Duchazeau qui m'avait déjà ébloui par son album Les vaincus (avant blog) sur la fin de l'empire inca réitère ici avec ce superbe Méteor slim qui se présente dans un format carré un peu atypique.

Nous sommes en Amérique dans les années 20-30. Le blues est une forme populaire qui prend son essor dans la société noire et se développe dans les bars et cabarets. Nous y suivrons Météor depuis son départ jusqu'à sa mort.
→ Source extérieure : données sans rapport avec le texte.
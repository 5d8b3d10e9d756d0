//! Scenario: repeated lookups of the same scalar type return the identical cached
//! instance. This is a proxy for the zero-additional-allocation property: no custom
//! global allocator is wired in here to measure byte counts directly, but pointer
//! identity across many repeated lookups is the observable half of that guarantee.

use mechanism_cache::{DynamicsResultCache, SegmentedVectorCache, StateCache};
use mechanism_joint::revolute::JointModelRevolute;
use mechanism_joint::JointWrapper;
use mechanism_model::{Mechanism, SegmentLayout, STANDARD_GRAVITY, WORLD_ID};
use mechanism_spatial::scalar::Dual;
use mechanism_spatial::{FrameId, SpatialInertia, Symmetric3, Transform};
use std::rc::Rc;

fn single_link_mechanism() -> Mechanism<f64> {
    let mut mechanism = Mechanism::new(*STANDARD_GRAVITY);
    let root = mechanism.root_body();
    let root_frame = mechanism.bodies()[WORLD_ID].default_frame;
    let inertia = SpatialInertia::from_com_inertia(
        FrameId::new(0),
        1.0,
        mechanism_spatial::Vector3::zeros(),
        Symmetric3::identity(),
    );
    mechanism
        .attach(root, "link", JointWrapper::revolute(JointModelRevolute::new_ry()), Transform::identity(root_frame), Some(inertia))
        .unwrap();
    mechanism
}

#[test]
fn a_third_lookup_returns_the_same_instance_as_the_first_two() {
    let state_cache = StateCache::new(single_link_mechanism());
    let first: Rc<_> = state_cache.get::<f64>();
    let second = state_cache.get::<f64>();
    let third = state_cache.get::<Dual<f64>>();
    let fourth = state_cache.get::<f64>();

    assert!(Rc::ptr_eq(&first, &second));
    assert!(Rc::ptr_eq(&first, &fourth));
    drop(third);

    let results = DynamicsResultCache::new(1);
    let r1 = results.get::<f64>();
    let r2 = results.get::<f64>();
    assert!(Rc::ptr_eq(&r1, &r2));

    let layout = SegmentLayout::from_widths(&[1, 1]);
    let segments = SegmentedVectorCache::new(layout);
    let s1 = segments.get::<f64>();
    let s2 = segments.get::<f64>();
    assert!(Rc::ptr_eq(&s1, &s2));
}
//! Floating (six-degree-of-freedom) joint parameterised by a unit quaternion and a
//! position, with `nq = 7` and `nv = 6`.

use crate::joint::{JointModel, JointType};
use mechanism_spatial::{
    frame::FrameId, jacobian::GeometricJacobian, matrix3::Matrix3, rotation::Rotation3,
    scalar::Scalar, spatial::SpatialVector, transform::Transform, vector3::Vector3,
};
use rand::rngs::ThreadRng;
use rand::Rng;

/// Model of a quaternion-parameterised floating joint.
#[derive(Clone, Debug, Default)]
pub struct JointModelQuaternionFloating<T: Scalar> {
    _scalar: std::marker::PhantomData<T>,
}

impl<T: Scalar> JointModelQuaternionFloating<T> {
    #[must_use]
    pub fn new() -> Self {
        Self {
            _scalar: std::marker::PhantomData,
        }
    }

    /// Converts this joint model to another scalar type.
    #[must_use]
    pub fn cast<U: Scalar>(&self) -> JointModelQuaternionFloating<U> {
        JointModelQuaternionFloating::new()
    }
}

fn quaternion_to_matrix<T: Scalar>(w: T, x: T, y: T, z: T) -> Matrix3<T> {
    let two = T::from_f64(2.0);
    let one = T::one();
    Matrix3::new(
        [
            one - two * (y * y + z * z),
            two * (x * y - w * z),
            two * (x * z + w * y),
        ],
        [
            two * (x * y + w * z),
            one - two * (x * x + z * z),
            two * (y * z - w * x),
        ],
        [
            two * (x * z - w * y),
            two * (y * z + w * x),
            one - two * (x * x + y * y),
        ],
    )
}

impl<T: Scalar> JointModel<T> for JointModelQuaternionFloating<T> {
    fn get_joint_type(&self) -> JointType {
        JointType::QuaternionFloating
    }

    fn nq(&self) -> usize {
        7
    }

    fn nv(&self) -> usize {
        6
    }

    fn joint_transform(&self, before: FrameId, after: FrameId, q: &[T]) -> Transform<T> {
        debug_assert_eq!(q.len(), 7, "quaternion floating joint expects 7 configuration values");
        let rotation = Rotation3::from_matrix(quaternion_to_matrix(q[0], q[1], q[2], q[3]));
        let translation = Vector3::new(q[4], q[5], q[6]);
        Transform::new(before, after, rotation, translation)
    }

    fn motion_subspace(&self, _q: &[T]) -> GeometricJacobian<T> {
        let mut jacobian = GeometricJacobian::zero(6);
        let (zero, one) = (T::zero(), T::one());
        let basis = [
            Vector3::new(one, zero, zero),
            Vector3::new(zero, one, zero),
            Vector3::new(zero, zero, one),
        ];
        for (i, axis) in basis.iter().enumerate() {
            jacobian.update_column(i, SpatialVector::from_parts(*axis, Vector3::zeros()));
            jacobian.update_column(i + 3, SpatialVector::from_parts(Vector3::zeros(), *axis));
        }
        jacobian
    }

    fn bias_acceleration(&self, _q: &[T], _v: &[T]) -> SpatialVector<T> {
        // The free-floating motion subspace (identity on the tangent space) is constant,
        // so the joint itself contributes no bias term; Coriolis effects show up through
        // the body's own spatial velocity in the dynamics algorithms, not here.
        SpatialVector::zero()
    }

    fn configuration_derivative(&self, q: &[T], v: &[T]) -> Vec<T> {
        debug_assert_eq!(q.len(), 7);
        debug_assert_eq!(v.len(), 6);
        let (w, x, y, z) = (q[0], q[1], q[2], q[3]);
        let (wx, wy, wz) = (v[0], v[1], v[2]);
        let half = T::from_f64(0.5);
        // Quaternion kinematics: q_dot = 1/2 * q * (0, w_body).
        let dw = -half * (x * wx + y * wy + z * wz);
        let dx = half * (w * wx + y * wz - z * wy);
        let dy = half * (w * wy + z * wx - x * wz);
        let dz = half * (w * wz + x * wy - y * wx);
        let rotation = quaternion_to_matrix(w, x, y, z);
        let position_rate = rotation * Vector3::new(v[3], v[4], v[5]);
        vec![dw, dx, dy, dz, position_rate.x(), position_rate.y(), position_rate.z()]
    }

    fn velocity_to_configuration_derivative_jacobian(&self, q: &[T]) -> Vec<T> {
        debug_assert_eq!(q.len(), 7);
        let (w, x, y, z) = (q[0], q[1], q[2], q[3]);
        let half = T::from_f64(0.5);
        let zero = T::zero();
        // Rows 0..4 are the quaternion rate's angular-velocity coefficients (see
        // `configuration_derivative`); rows 4..7 are the position rate's coefficients,
        // zero against angular velocity and the body-to-world rotation against linear.
        let rotation = quaternion_to_matrix(w, x, y, z);
        let mut out = vec![zero; 7 * 6];
        let mut row = |r: usize, cols: [T; 6]| {
            out[r * 6..r * 6 + 6].copy_from_slice(&cols);
        };
        row(0, [-half * x, -half * y, -half * z, zero, zero, zero]);
        row(1, [half * w, -half * z, half * y, zero, zero, zero]);
        row(2, [half * z, half * w, -half * x, zero, zero, zero]);
        row(3, [-half * y, half * x, half * w, zero, zero, zero]);
        row(4, [zero, zero, zero, rotation.get(0, 0), rotation.get(0, 1), rotation.get(0, 2)]);
        row(5, [zero, zero, zero, rotation.get(1, 0), rotation.get(1, 1), rotation.get(1, 2)]);
        row(6, [zero, zero, zero, rotation.get(2, 0), rotation.get(2, 1), rotation.get(2, 2)]);
        out
    }

    fn zero_configuration(&self, q: &mut [T]) {
        q[0] = T::one();
        for value in q.iter_mut().skip(1) {
            *value = T::zero();
        }
    }

    fn normalize_configuration(&self, q: &mut [T]) {
        let norm_sq = q[0] * q[0] + q[1] * q[1] + q[2] * q[2] + q[3] * q[3];
        let norm = norm_sq.sqrt();
        for value in q.iter_mut().take(4) {
            *value = *value / norm;
        }
    }

    fn random_configuration(&self, q: &mut [T], rng: &mut ThreadRng) {
        // Sample an unnormalised quaternion then project, avoiding a non-uniform bias
        // from sampling angle/axis separately.
        for value in q.iter_mut().take(4) {
            *value = T::from_f64(rng.random_range(-1.0..=1.0));
        }
        self.normalize_configuration(q);
        for value in q.iter_mut().skip(4) {
            *value = T::from_f64(rng.random_range(-1.0..=1.0));
        }
    }
}

#[cfg(test)]
mod tests {
    use super::*;
    use approx::assert_relative_eq;

    #[test]
    fn zero_configuration_is_identity() {
        let joint: JointModelQuaternionFloating<f64> = JointModelQuaternionFloating::new();
        let mut q = vec![0.0; 7];
        joint.zero_configuration(&mut q);
        let transform = joint.joint_transform(FrameId::new(0), FrameId::new(1), &q);
        assert_relative_eq!(transform.rotation().angle(), 0.0, epsilon = 1e-9);
    }

    #[test]
    fn normalize_configuration_restores_unit_norm() {
        let joint: JointModelQuaternionFloating<f64> = JointModelQuaternionFloating::new();
        let mut q = vec![2.0, 0.0, 0.0, 0.0, 0.0, 0.0, 0.0];
        joint.normalize_configuration(&mut q);
        let norm_sq = q[0] * q[0] + q[1] * q[1] + q[2] * q[2] + q[3] * q[3];
        assert_relative_eq!(norm_sq, 1.0, epsilon = 1e-9);
    }

    #[test]
    fn velocity_jacobian_matches_configuration_derivative() {
        let joint: JointModelQuaternionFloating<f64> = JointModelQuaternionFloating::new();
        let mut q = vec![0.0; 7];
        joint.zero_configuration(&mut q);
        q[1] = 0.2;
        joint.normalize_configuration(&mut q);
        let v = [0.1, -0.2, 0.3, 1.0, -1.0, 0.5];
        let direct = joint.configuration_derivative(&q, &v);
        let jac = joint.velocity_to_configuration_derivative_jacobian(&q);
        for row in 0..7 {
            let mut acc = 0.0;
            for col in 0..6 {
                acc += jac[row * 6 + col] * v[col];
            }
            assert_relative_eq!(acc, direct[row], epsilon = 1e-9);
        }
    }
}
Son quotidien se fait dans l'errance, au gré des rencontres et des petits boulots.

Personnage imaginaire, Météor Slim a pourtant tout du bluesman légendaire : galères de la route, difficultés à se faire embaucher dans les bars, à se faire connaître, ivresse notoire, frime et envie d'épater les filles pour les mettre dans son lit, rencontres magiques avec Robert Johnson qui l'invite à l'enregistrement d'un disque, avec une autre célébrité avec qui il improvise un boeuf, etc... On le suit à l'enregistrement de son premier disque, à la découverte de son propre disque vinyl, à ses fantasmes de grandeur dans une chambre d'hotel pourrie, à sa chute aussi.

Bref, c'est l'histoire d'un homme qui vit pour le blues et ne peut vivre sans la musique.

L'auteur intercale de nombreuses références dans son récit : chansons de Robert Johnson et autres bluesman, décès de ce dernier, mentions de Charley Patton, Son House, Big Bill Bronzy, etc... Cela donne un album très réaliste qui, par les détails et l'ambiance d'époque, font revivre l'âme du blues.

 

Au niveau du dessin, Duchazeau reprend ici le même genre de travail graphique que sur Les vaincus : du noir et blanc absolument magnifique qui magnifie l'univers du blues noir. L'ombre et la lumière sont beaucoup utilisés, les personnages parfois simplement esquissés pourtant il en ressort une grande force. Il y a quelques pleines pages formidables.

 

Vous l'aurez compris, j'ai adoré cet album ! Lu en écoutant un album de Robert Johnson, je me suis totalement immergée dans cet univers passionnant !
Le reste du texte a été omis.